A special master has been appointed to act as a firewall between the Justice Department and materials seized during an Aug. 8 raid on former President Trump's Mar-a-Lago residence in Palm Beach, Florida.
In a pair of Thursday orders from federal district Judge Aileen Cannon, the DOJ's motion to access a subset of classified records stored on the Trump property was denied, and a recently retired judge that both the DOJ and Trump's team agreed on - recently retired Judge Raymond Dearie - will serve as special master.
Raymond has until Nov. 30, 2022 to complete his review.
Cannon struck down the DOJ's request for a partial stay of an earlier motion on accessing the seized materials, after lawyers for the government argued that they should be able to review over 100 classified documents taken during the raid - as they are not covered by any claims of personal property or executive privilege.
That said, Cannon sided with a DOJ request for Trump to pay the full cost associated with a special master.

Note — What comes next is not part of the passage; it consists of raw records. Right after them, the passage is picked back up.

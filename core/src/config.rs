//! Runtime configuration.

use std::path::PathBuf;

use crate::drivers::efivarfs::DEFAULT_EFIVARFS_ROOT;
use crate::security::password::PASSWORD_MAX;
use crate::util::{MokError, MokResult};

/// MOK manager configuration
#[derive(Debug, Clone, PartialEq, Eq)]
pub struct MokConfig {
    /// efivarfs mount point
    pub efivarfs_root: PathBuf,
    /// Minimum password length, in UTF-16 code units
    pub min_password_length: usize,
    /// Maximum password length, in UTF-16 code units
    pub max_password_length: usize,
    /// Tries allowed at each password prompt
    pub password_attempts: u32,
    /// Where `export` writes `MOK-NNNN.der`
    pub export_dir: PathBuf,
}

impl Default for MokConfig {
    fn default() -> Self {
        Self {
            efivarfs_root: PathBuf::from(DEFAULT_EFIVARFS_ROOT),
            min_password_length: 8,
            max_password_length: PASSWORD_MAX,
            password_attempts: 3,
            export_dir: PathBuf::from("."),
        }
    }
}

impl MokConfig {
    pub fn validate(&self) -> MokResult<()> {
        if self.min_password_length == 0 {
            return Err(MokError::Config("minimum password length must be positive".into()));
        }
        if self.min_password_length > self.max_password_length {
            return Err(MokError::Config(format!(
                "minimum password length {} exceeds maximum {}",
                self.min_password_length, self.max_password_length
            )));
        }
        // The firmware stores at most PASSWORD_MAX code units.
        if self.max_password_length > PASSWORD_MAX {
            return Err(MokError::Config(format!(
                "maximum password length is capped at {}",
                PASSWORD_MAX
            )));
        }
        if self.password_attempts == 0 {
            return Err(MokError::Config("password attempts must be at least 1".into()));
        }
        Ok(())
    }
}
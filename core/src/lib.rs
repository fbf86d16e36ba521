//! Pending Machine Owner Key requests for shim.
//!
//! Requests are staged in firmware variables and acted on by MokManager at
//! the next boot. See [`security::mok::MokManager`] for the operations.

pub mod config;
pub mod crypto;
pub mod drivers;
pub mod security;
pub mod util;

pub use config::MokConfig;
pub use drivers::{EfivarfsStore, MemoryStore, VariableStore};
pub use security::{Completion, MokManager, MokOperation, RequestKind, RequestStatus};
pub use util::{AuthError, MokError, MokResult, StoreError};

"If the court were willing to accept the government’s representations that select portions of the seized materials are—without exception—government property not subject to any privileges, and did not think a special master would serve a meaningful purpose, the court would have denied plaintiff’s special master request," wrote Cannon. "The court does not find it appropriate to accept the government’s conclusions on these important and disputed issues without further review by a neutral third party in an expedited and orderly fashion."